Thursday, February 18, 2010

Marshmallow Test

I recently read a fascinating article in New York Magazine by Jennifer Senior about the intense competition that 4 year olds face (or more likely their parents face) in New York City when it comes to both taking exams (yes, as 4 year olds) and getting accepted to the best schools (for kindergarten). While I have neither a degree in education nor a degree in child psychology, and therefore would not normally post on such a subject, there was one paragraph near the end of the article that really got me thinking because of its nuanced connection to the field of economics. After delineating in the article some of those different exams that 4 year olds are often expected to take, and the evaluation process associated with picking which children go to which school, the author ends with this tidbit:
But my money’s on the marshmallow test. It’s quite compelling and, apparently, quite famous—Shenk talks about it with great relish in The Genius in All of Us. In the sixties, a Stanford psychologist named Walter Mischel rounded up 653 young children and gave them a choice: They could eat one marshmallow at that very moment, or they could wait for an unspecified period of time and eat two. Most chose two, but in the end, only one third of the sample had the self-discipline to wait the fifteen or so minutes for them. Mischel then had the inspired idea to follow up on his young subjects, checking in with them as they were finishing high school. He discovered that the children who’d waited for that second marshmallow had scored, on average, 210 points higher on the SAT.
What immediately struck me after I read this was that the psychologist took the economic concept of time preference, which is the basis of the phenomenon known as the interest rate, and decided to observe it on a micro level in children to see if it correlates with success. Time preference is the idea that we would be willing to forgo consuming something right now, if we could have more of it at some point in the future. Obviously, if offered to have an equal quantity in one or the other time period, we might as well take it now.

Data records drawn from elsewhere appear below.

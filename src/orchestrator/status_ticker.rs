//! 考试状态定时刷新
//!
//! 每个打开的实验室详情页持有一个 `StatusTicker`：打开时启动，关闭或析构时取消，
//! 不会在页面关闭后继续修改状态。

use std::sync::Arc;
use std::time::Duration;

use chrono::{Local, NaiveDateTime};
use tokio::sync::{broadcast, Mutex};
use tokio::task::JoinHandle;
use tokio::time::{self, Instant, MissedTickBehavior};
use tokio_util::sync::CancellationToken;
use tracing::{debug, info, warn};

use crate::models::Exam;
use crate::services::status_resolver::{resolve_statuses, Transition};

/// 页面和定时任务共享的考试列表
pub type SharedExams = Arc<Mutex<Vec<Exam>>>;

/// 当前本地时间的来源（测试中可替换）
pub type Clock = Arc<dyn Fn() -> NaiveDateTime + Send + Sync>;

pub fn system_clock() -> Clock {
    Arc::new(|| Local::now().naive_local())
}

const TRANSITION_CHANNEL_CAPACITY: usize = 64;

/// 状态刷新任务的句柄
pub struct StatusTicker {
    handle: Option<JoinHandle<()>>,
    cancel_token: CancellationToken,
    transitions: broadcast::Sender<Transition>,
}

impl StatusTicker {
    /// 启动定时任务，第一次刷新在一个周期之后
    pub fn start(exams: SharedExams, period: Duration, clock: Clock) -> Self {
        let cancel_token = CancellationToken::new();
        let (transitions, _) = broadcast::channel(TRANSITION_CHANNEL_CAPACITY);

        let handle = tokio::spawn(ticker_loop(
            exams,
            period,
            clock,
            transitions.clone(),
            cancel_token.clone(),
        ));

        Self {
            handle: Some(handle),
            cancel_token,
            transitions,
        }
    }

    /// 订阅状态变化
    pub fn subscribe(&self) -> broadcast::Receiver<Transition> {
        self.transitions.subscribe()
    }

    pub fn is_running(&self) -> bool {
        self.handle.as_ref().is_some_and(|h| !h.is_finished())
    }

    /// 取消任务并等待其退出
    pub async fn stop(&mut self) {
        self.cancel_token.cancel();

        if let Some(handle) = self.handle.take() {
            if let Err(e) = handle.await {
                warn!("状态刷新任务退出异常: {}", e);
            }
        }
    }
}

impl Drop for StatusTicker {
    fn drop(&mut self) {
        self.cancel_token.cancel();
    }
}

async fn ticker_loop(
    exams: SharedExams,
    period: Duration,
    clock: Clock,
    transitions: broadcast::Sender<Transition>,
    cancel_token: CancellationToken,
) {
    let mut ticker = time::interval_at(Instant::now() + period, period);
    ticker.set_missed_tick_behavior(MissedTickBehavior::Delay);

    debug!("状态刷新任务启动，间隔 {:?}", period);

    loop {
        tokio::select! {
            _ = cancel_token.cancelled() => {
                debug!("状态刷新任务停止");
                break;
            }
            _ = ticker.tick() => {
                let now = clock();
                let changed = {
                    let mut guard = exams.lock().await;
                    resolve_statuses(&mut guard, now)
                };

                for transition in changed {
                    info!("⏱️ 考试状态变化: {}", transition);
                    // 没有订阅者时发送失败，忽略即可
                    let _ = transitions.send(transition);
                }
            }
        }
    }
}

Most interesting is how we typically see time preference play out in society: individuals who are more financially successful have a low level of time preference, which means that they are willing to defer consumption to the future. In contrast, less financially successful individuals have a higher time preference, which means that they are more inclined to consume today rather than wait until tomorrow. Keep in mind that financially successful individuals could have achieved their success through any of a number of different paths with any of a number of different character traits or skills, but they generally share in common the characteristic of low time preference. And while correlation does not imply causation, it seems reasonable to consider that at least some ability to look forward is required before an individual becomes successful, rather than becoming forward-looking after success has already been achieved.

While tests administered to children might evaluate various skills, it is not as though future successful individuals necessarily possess all of those evaluated skills or even some of those evaluated skills. It seems more likely, with successful individuals spanning the gamut in just about every way (type of success, method of success, personality, beliefs, etc.), that a better gauge of success is not something concretely tested on an exam like math or writing, but something that could vaguely be described more as the individual's "approach," "outlook," or "way of being" that, when combined with any of those concrete traits (or maybe even none of those concrete traits), will produce a successful individual. Is it therefore possible that this seemingly primitive marshmallow test, based on a theoretical economic precept, is superior to all those exams that evaluate how well a 4 year old puts blocks together because it actually tests for something that successful individuals generally share in common?